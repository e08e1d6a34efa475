//! Insertion-point builder
//!
//! [`Builder`] owns the module under construction and one insertion point
//! (a function plus one of its blocks). Instructions are appended to the end of
//! the current block, except `alloca`, which is hoisted into the entry block so
//! every stack cell dominates its uses, and `phi`, which is kept in front of
//! the block's other instructions.

use crate::{
    BasicBlock, BinaryOp, BlockId, CastOp, FloatPredicate, Function, FunctionId, Global, GlobalId,
    Instruction, InstructionKind, IntPredicate, Linkage, Local, LocalId, Module, Param,
    Terminator, Type, Value, ValueKind,
};
use thiserror::Error;
use tracing::trace;

/// Errors raised while constructing IR
#[derive(Debug, Clone, PartialEq, Eq, Error)]
pub enum BuildError {
    /// No function/block is selected
    #[error("no insertion point is set")]
    NoInsertionPoint,

    /// The current block already ends in a terminator
    #[error("block `{block}` is already terminated")]
    Terminated {
        /// Label of the block
        block: String,
    },

    /// A function id that does not belong to the module
    #[error("unknown function #{0}")]
    UnknownFunction(u32),

    /// A parameter index past the end of the parameter list
    #[error("function `{function}` has no parameter #{index}")]
    UnknownParam {
        /// Function name
        function: String,
        /// Requested index
        index: u32,
    },

    /// A second function or global with the same symbol name
    #[error("symbol `{0}` is already defined in the module")]
    DuplicateSymbol(String),

    /// A second named struct with the same name
    #[error("struct type `{0}` is already defined in the module")]
    DuplicateStructType(String),

    /// Element access on a non-aggregate or past its end
    #[error("type `{ty}` has no element {index}")]
    NoSuchElement {
        /// Aggregate type
        ty: String,
        /// Requested index
        index: u32,
    },
}

/// A function and one of its blocks
#[derive(Debug, Clone, Copy, PartialEq, Eq)]
pub struct Position {
    /// Function being built
    pub function: FunctionId,
    /// Block receiving new instructions
    pub block: BlockId,
}

/// Builder for an IR [`Module`]
#[derive(Debug)]
pub struct Builder {
    module: Module,
    position: Option<Position>,
}
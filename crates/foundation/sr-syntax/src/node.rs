//! Construction and per-production accessors for [`SyntaxNode`]

use crate::{SyntaxKind, SyntaxNode};
use sr_span::Span;

/// The four shapes an expression statement can take
#[derive(Debug, Clone, Copy)]
pub enum ExprStmtForm<'tree> {
    /// `target: Type [= value]`
    Annotated {
        /// Target test list
        target: &'tree SyntaxNode,
        /// Annotation expression
        annotation: &'tree SyntaxNode,
        /// Optional initializer
        value: Option<&'tree SyntaxNode>,
    },
    /// `target OP= value`
    Augmented {
        /// Target test list
        target: &'tree SyntaxNode,
        /// Operator text including `=`, e.g. `+=`
        operator: &'tree str,
        /// Right-hand side test list
        value: &'tree SyntaxNode,
    },
    /// `t1 = t2 = ... = value`
    Assign {
        /// Target test lists, left to right
        targets: &'tree [SyntaxNode],
        /// Right-hand side test list
        value: &'tree SyntaxNode,
    },
    /// Bare expression
    Expr(&'tree SyntaxNode),
}

/// One `if`/`elif` arm
#[derive(Debug, Clone, Copy)]
pub struct IfBranch<'tree> {
    /// Branch condition
    pub condition: &'tree SyntaxNode,
    /// Branch body
    pub body: &'tree SyntaxNode,
}

impl SyntaxNode {
    /// Creates a node
    pub fn new(
        kind: SyntaxKind,
        span: Span,
        text: impl Into<String>,
        children: Vec<Self>,
    ) -> Self {
        Self {
            kind,
            span,
            text: text.into(),
            children,
        }
    }

    /// Creates a node without children
    pub fn leaf(kind: SyntaxKind, span: Span, text: impl Into<String>) -> Self {
        Self::new(kind, span, text, Vec::new())
    }

    /// Child at `index`
    pub fn child(&self, index: usize) -> Option<&Self> {
        self.children.get(index)
    }

    /// First child of the given kind
    pub fn first_child_of(&self, kind: SyntaxKind) -> Option<&Self> {
        self.children.iter().find(|child| child.kind == kind)
    }

    /// All children of the given kind, in order
    pub fn children_of(&self, kind: SyntaxKind) -> impl Iterator<Item = &Self> {
        self.children.iter().filter(move |child| child.kind == kind)
    }

    /// Whether this node is a statement production
    pub fn is_statement(&self) -> bool {
        matches!(
            self.kind,
            SyntaxKind::FuncDef
                | SyntaxKind::ClassDef
                | SyntaxKind::ExprStmt
                | SyntaxKind::Return
                | SyntaxKind::Pass
                | SyntaxKind::Break
                | SyntaxKind::Continue
                | SyntaxKind::If
                | SyntaxKind::While
                | SyntaxKind::For
                | SyntaxKind::Del
                | SyntaxKind::Global
                | SyntaxKind::Nonlocal
                | SyntaxKind::Assert
                | SyntaxKind::Import
        )
    }

    /// Defined name of a `FuncDef`, `Param`, `ClassDef` or `Attribute`
    pub fn name(&self) -> &str {
        &self.text
    }

    /// Parameters of a `FuncDef`
    pub fn parameters(&self) -> impl Iterator<Item = &Self> {
        self.first_child_of(SyntaxKind::Parameters)
            .into_iter()
            .flat_map(|params| params.children.iter())
    }

    /// `-> Type` of a `FuncDef`
    pub fn return_annotation(&self) -> Option<&Self> {
        match self.children.as_slice() {
            [_, annotation, body] if body.kind == SyntaxKind::Suite => Some(annotation),
            _ => None,
        }
    }

    /// Annotation of a `Param`
    pub fn annotation(&self) -> Option<&Self> {
        self.children.first()
    }

    /// Trailing body suite of a `FuncDef` or `ClassDef`
    pub fn body(&self) -> Option<&Self> {
        self.children
            .last()
            .filter(|child| child.kind == SyntaxKind::Suite)
    }

    /// Base class expressions of a `ClassDef`
    pub fn bases(&self) -> &[Self] {
        match self.children.split_last() {
            Some((last, bases)) if last.kind == SyntaxKind::Suite => bases,
            _ => &self.children,
        }
    }

    /// Classifies an `ExprStmt`
    pub fn expr_stmt_form(&self) -> Option<ExprStmtForm<'_>> {
        let target = self.children.first()?;
        match self.children.get(1) {
            Some(ann) if ann.kind == SyntaxKind::AnnAssign => Some(ExprStmtForm::Annotated {
                target,
                annotation: ann.children.first()?,
                value: ann.children.get(1),
            }),
            Some(aug) if aug.kind == SyntaxKind::AugAssign => Some(ExprStmtForm::Augmented {
                target,
                operator: &aug.text,
                value: aug.children.first()?,
            }),
            Some(_) => {
                let (value, targets) = self.children.split_last()?;
                Some(ExprStmtForm::Assign { targets, value })
            }
            None => Some(ExprStmtForm::Expr(target)),
        }
    }

    /// `if`/`elif` arms of an `If`
    pub fn if_branches(&self) -> impl Iterator<Item = IfBranch<'_>> {
        self.children.chunks_exact(2).map(|pair| IfBranch {
            condition: &pair[0],
            body: &pair[1],
        })
    }

    /// `else` suite of an `If`
    pub fn else_body(&self) -> Option<&Self> {
        if self.children.len() % 2 == 1 {
            self.children.last()
        } else {
            None
        }
    }

    /// Condition of a `While`
    pub fn loop_condition(&self) -> Option<&Self> {
        self.children.first()
    }

    /// Body of a `While`
    pub fn loop_body(&self) -> Option<&Self> {
        self.children.get(1)
    }

    /// `else` suite of a `While`
    pub fn loop_else(&self) -> Option<&Self> {
        self.children.get(2)
    }

    /// Returned test list of a `Return`
    pub fn return_value(&self) -> Option<&Self> {
        self.children.first()
    }

    /// `(then, condition, otherwise)` of an `IfExpr`
    pub fn conditional_parts(&self) -> Option<(&Self, &Self, &Self)> {
        match self.children.as_slice() {
            [then, condition, otherwise] => Some((then, condition, otherwise)),
            _ => None,
        }
    }

    /// Operands of a `Comparison`, in order
    pub fn comparison_operands(&self) -> impl Iterator<Item = &Self> {
        self.children
            .iter()
            .filter(|child| child.kind != SyntaxKind::CompOp)
    }

    /// Operators of a `Comparison`, in order
    pub fn comparison_operators(&self) -> impl Iterator<Item = &str> {
        self.children_of(SyntaxKind::CompOp)
            .map(|operator| operator.text.as_str())
    }

    /// `(lhs, rhs)` of a `BinOp` or `Power`
    pub fn binary_operands(&self) -> Option<(&Self, &Self)> {
        match self.children.as_slice() {
            [lhs, rhs] => Some((lhs, rhs)),
            _ => None,
        }
    }

    /// Operand of a `Unary` or `Not`
    pub fn operand(&self) -> Option<&Self> {
        self.children.first()
    }

    /// Primary expression of an `AtomExpr`
    pub fn atom(&self) -> Option<&Self> {
        self.children.first()
    }

    /// Trailers of an `AtomExpr`, left to right
    pub fn trailers(&self) -> &[Self] {
        self.children.get(1..).unwrap_or_default()
    }

    /// `(key, value)` pairs of a `Dict`
    pub fn dict_entries(&self) -> impl Iterator<Item = (&Self, &Self)> {
        self.children
            .chunks_exact(2)
            .map(|pair| (&pair[0], &pair[1]))
    }

    /// Decoded contents of a `Str`, adjacent literals concatenated
    pub fn string_value(&self) -> String {
        self.children_of(SyntaxKind::StrPart)
            .map(|part| crate::unquote(&part.text))
            .collect()
    }
}

#[cfg(test)]
mod tests {
    use super::*;

    fn name(text: &str) -> SyntaxNode {
        SyntaxNode::leaf(SyntaxKind::Name, Span::default(), text)
    }

    fn testlist(children: Vec<SyntaxNode>) -> SyntaxNode {
        SyntaxNode::new(SyntaxKind::TestList, Span::default(), "", children)
    }

    #[test]
    fn test_chained_assignment_form() {
        let stmt = SyntaxNode::new(
            SyntaxKind::ExprStmt,
            Span::default(),
            "a=b=c",
            vec![
                testlist(vec![name("a")]),
                testlist(vec![name("b")]),
                testlist(vec![name("c")]),
            ],
        );
        let Some(ExprStmtForm::Assign { targets, value }) = stmt.expr_stmt_form() else {
            panic!("expected an assignment");
        };
        assert_eq!(targets.len(), 2);
        assert_eq!(value.children[0].text, "c");
    }

    #[test]
    fn test_annotated_form_without_value() {
        let ann = SyntaxNode::new(
            SyntaxKind::AnnAssign,
            Span::default(),
            ":int",
            vec![name("int")],
        );
        let stmt = SyntaxNode::new(
            SyntaxKind::ExprStmt,
            Span::default(),
            "x:int",
            vec![testlist(vec![name("x")]), ann],
        );
        match stmt.expr_stmt_form() {
            Some(ExprStmtForm::Annotated {
                annotation, value, ..
            }) => {
                assert_eq!(annotation.text, "int");
                assert!(value.is_none());
            }
            other => panic!("unexpected form {other:?}"),
        }
    }

    #[test]
    fn test_if_branches_and_else() {
        let suite = || SyntaxNode::new(SyntaxKind::Suite, Span::default(), "", Vec::new());
        let node = SyntaxNode::new(
            SyntaxKind::If,
            Span::default(),
            "",
            vec![name("a"), suite(), name("b"), suite(), suite()],
        );
        assert_eq!(node.if_branches().count(), 2);
        assert!(node.else_body().is_some());
    }
}
//! Compile options and the `sere.toml` file they are loaded from

use anyhow::{Context, Result, bail};
use serde::{Deserialize, Serialize};
use std::fmt;
use std::path::Path;
use std::str::FromStr;

/// File looked up next to a source file for project options
pub const CONFIG_FILE: &str = "sere.toml";

/// What to do when semantic analysis reports errors
#[derive(Debug, Clone, Copy, Default, PartialEq, Eq, Serialize, Deserialize)]
#[serde(rename_all = "lowercase")]
pub enum SemanticGate {
    /// Report the errors and generate code anyway
    #[default]
    Proceed,
    /// Stop before code generation
    Abort,
}

/// Artifact kind produced by `sere build`
#[derive(Debug, Clone, Copy, Default, PartialEq, Eq, Serialize, Deserialize)]
#[serde(rename_all = "lowercase")]
pub enum Target {
    /// Textual LLVM IR
    Ir,
    /// Native object file
    #[default]
    Obj,
    /// Native assembly
    Asm,
}

impl Target {
    /// File extension of the artifact
    pub const fn extension(self) -> &'static str {
        match self {
            Self::Ir => "ll",
            Self::Obj => "o",
            Self::Asm => "s",
        }
    }
}

impl fmt::Display for Target {
    fn fmt(&self, formatter: &mut fmt::Formatter<'_>) -> fmt::Result {
        formatter.write_str(match self {
            Self::Ir => "ir",
            Self::Obj => "obj",
            Self::Asm => "asm",
        })
    }
}

impl FromStr for Target {
    type Err = String;

    fn from_str(text: &str) -> Result<Self, Self::Err> {
        match text {
            "ir" | "ll" => Ok(Self::Ir),
            "obj" | "o" => Ok(Self::Obj),
            "asm" | "s" => Ok(Self::Asm),
            other => Err(format!("unknown target `{other}`, expected ir, obj or asm")),
        }
    }
}

/// Options for one compilation
#[derive(Debug, Clone, PartialEq, Eq, Serialize, Deserialize)]
#[serde(default, deny_unknown_fields)]
pub struct CompileOptions {
    /// Name of the generated module
    pub module_name: String,

    /// File name used in diagnostics
    pub source_name: String,

    /// Whether semantic errors stop the pipeline
    pub semantic_gate: SemanticGate,

    /// Run the structural verifier on the generated module
    pub verify: bool,

    /// Optimisation level handed to the native backend, 0 to 3
    pub opt_level: u8,

    /// Artifact kind
    pub target: Target,
}

impl Default for CompileOptions {
    fn default() -> Self {
        Self {
            module_name: "__module__".to_string(),
            source_name: "<stdin>".to_string(),
            semantic_gate: SemanticGate::default(),
            verify: true,
            opt_level: 3,
            target: Target::default(),
        }
    }
}

impl CompileOptions {
    /// Parses options from TOML text
    ///
    /// # Errors
    /// Returns an error if the text is not valid TOML, names an unknown key or
    /// sets an out-of-range optimisation level
    pub fn from_toml(text: &str) -> Result<Self> {
        let options: Self = toml::from_str(text).context("Failed to parse compile options")?;
        if options.opt_level > 3 {
            bail!("opt_level must be between 0 and 3, got {}", options.opt_level);
        }
        Ok(options)
    }

    /// Loads options from a file
    ///
    /// # Errors
    /// Returns an error if the file cannot be read or parsed
    pub fn from_file(path: &Path) -> Result<Self> {
        let contents = std::fs::read_to_string(path)
            .with_context(|| format!("Failed to read config file: {}", path.display()))?;
        Self::from_toml(&contents)
            .with_context(|| format!("Invalid config file: {}", path.display()))
    }

    /// Loads [`CONFIG_FILE`] from `dir` when present
    ///
    /// # Errors
    /// Returns an error if the file exists but cannot be read or parsed
    pub fn find_in_dir(dir: &Path) -> Result<Option<Self>> {
        let path = dir.join(CONFIG_FILE);
        if !path.is_file() {
            return Ok(None);
        }
        Self::from_file(&path).map(Some)
    }
}

#[cfg(test)]
mod tests {
    use super::*;

    #[test]
    fn test_defaults() {
        let options = CompileOptions::default();
        assert_eq!(options.module_name, "__module__");
        assert_eq!(options.source_name, "<stdin>");
        assert_eq!(options.semantic_gate, SemanticGate::Proceed);
        assert!(options.verify);
        assert_eq!(options.opt_level, 3);
        assert_eq!(options.target, Target::Obj);
        assert_eq!(CompileOptions::from_toml("").unwrap(), options);
    }

    #[test]
    fn test_partial_file_overrides_defaults() {
        let options = CompileOptions::from_toml(
            "module_name = \"demo\"\nsemantic_gate = \"abort\"\ntarget = \"ir\"\nopt_level = 0\n",
        )
        .unwrap();
        assert_eq!(options.module_name, "demo");
        assert_eq!(options.semantic_gate, SemanticGate::Abort);
        assert_eq!(options.target, Target::Ir);
        assert_eq!(options.opt_level, 0);
        assert!(options.verify);
    }

    #[test]
    fn test_rejects_bad_files() {
        assert!(CompileOptions::from_toml("colour = \"red\"\n").is_err());
        assert!(CompileOptions::from_toml("opt_level = 7\n").is_err());
        assert!(CompileOptions::from_toml("target = \"wasm\"\n").is_err());
    }

    #[test]
    fn test_target_names() {
        assert_eq!("asm".parse::<Target>(), Ok(Target::Asm));
        assert_eq!("ll".parse::<Target>(), Ok(Target::Ir));
        assert!("exe".parse::<Target>().is_err());
        assert_eq!(Target::Obj.to_string(), "obj");
        assert_eq!(Target::Asm.extension(), "s");
    }
}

*Problem description*. Every line above that has the string "FuncDef" needs to be copied.

*Written response*.
            SyntaxKind::FuncDef
    /// Defined name of a `FuncDef`, `Param`, `ClassDef` or `Attribute`
    /// Parameters of a `FuncDef`
    /// `-> Type` of a `FuncDef`
    /// Trailing body suite of a `FuncDef` or `ClassDef`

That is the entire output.